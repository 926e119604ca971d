use std::ffi::c_uint;
use std::path::Path;
use std::ptr::null;

use libretro_sys::GameInfo;
use log::warn;

use crate::core::path_cstring;

/// Mirror of `retro_disk_control_callback`: function pointers the core hands
/// over so the frontend can eject and swap disk images. Fields are nullable
/// in the wild, so every call checks.
#[repr(C)]
#[derive(Clone, Copy)]
pub struct RawDiskControl {
    pub set_eject_state: Option<unsafe extern "C" fn(bool) -> bool>,
    pub get_eject_state: Option<unsafe extern "C" fn() -> bool>,
    pub get_image_index: Option<unsafe extern "C" fn() -> c_uint>,
    pub set_image_index: Option<unsafe extern "C" fn(c_uint) -> bool>,
    pub get_num_images: Option<unsafe extern "C" fn() -> c_uint>,
    pub replace_image_index: Option<unsafe extern "C" fn(c_uint, *const GameInfo) -> bool>,
    pub add_image_index: Option<unsafe extern "C" fn() -> bool>,
}

/// Typed access to the core's disk drive. Calls go into the core, so they
/// are only legal between ticks, from the main thread.
#[derive(Clone, Copy)]
pub struct DiskControl {
    raw: RawDiskControl,
}

impl DiskControl {
    pub fn new(raw: RawDiskControl) -> Self {
        Self { raw }
    }

    pub fn num_images(&self) -> u32 {
        match self.raw.get_num_images {
            Some(get_num_images) => unsafe { get_num_images() },
            None => 0,
        }
    }

    pub fn image_index(&self) -> u32 {
        match self.raw.get_image_index {
            Some(get_image_index) => unsafe { get_image_index() },
            None => 0,
        }
    }

    pub fn is_ejected(&self) -> bool {
        match self.raw.get_eject_state {
            Some(get_eject_state) => unsafe { get_eject_state() },
            None => false,
        }
    }

    pub fn set_ejected(&self, ejected: bool) -> bool {
        match self.raw.set_eject_state {
            Some(set_eject_state) => unsafe { set_eject_state(ejected) },
            None => false,
        }
    }

    pub fn set_image_index(&self, index: u32) -> bool {
        match self.raw.set_image_index {
            Some(set_image_index) => unsafe { set_image_index(index) },
            None => false,
        }
    }

    /// Appends one disc image to the core's drive: a blank index first,
    /// then the path swapped into it. This is how playlist discs beyond the
    /// boot image reach the core.
    pub fn add_image(&self, path: &Path) -> bool {
        let (Some(add_image_index), Some(replace_image_index)) =
            (self.raw.add_image_index, self.raw.replace_image_index)
        else {
            warn!("core disk control cannot add images");
            return false;
        };

        let Some(path_c) = path_cstring(path) else {
            return false;
        };

        unsafe {
            if !add_image_index() {
                return false;
            }

            let index = self.num_images().saturating_sub(1);
            let game_info = GameInfo {
                path: path_c.as_ptr(),
                data: null(),
                size: 0,
                meta: null(),
            };

            replace_image_index(index, &game_info)
        }
    }

    /// Full swap sequence: open the tray, select, close. Cores expect the
    /// eject/insert pair in exactly this order.
    pub fn swap_to(&self, index: u32) -> bool {
        if index >= self.num_images() {
            warn!("disc {index} out of range ({} images)", self.num_images());
            return false;
        }

        if self.is_ejected() {
            warn!("tray already open before swap");
        }

        if !self.set_ejected(true) {
            return false;
        }

        let selected = self.set_image_index(index);
        let closed = self.set_ejected(false);

        selected && closed
    }
}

------------------------------------

§ **INSTRUCTIONS FOR THE TASK**
Only the lines that contain the word "tray" should be copied from the material.

§ **TASK RESULT**
    /// Full swap sequence: open the tray, select, close. Cores expect the
            warn!("tray already open before swap");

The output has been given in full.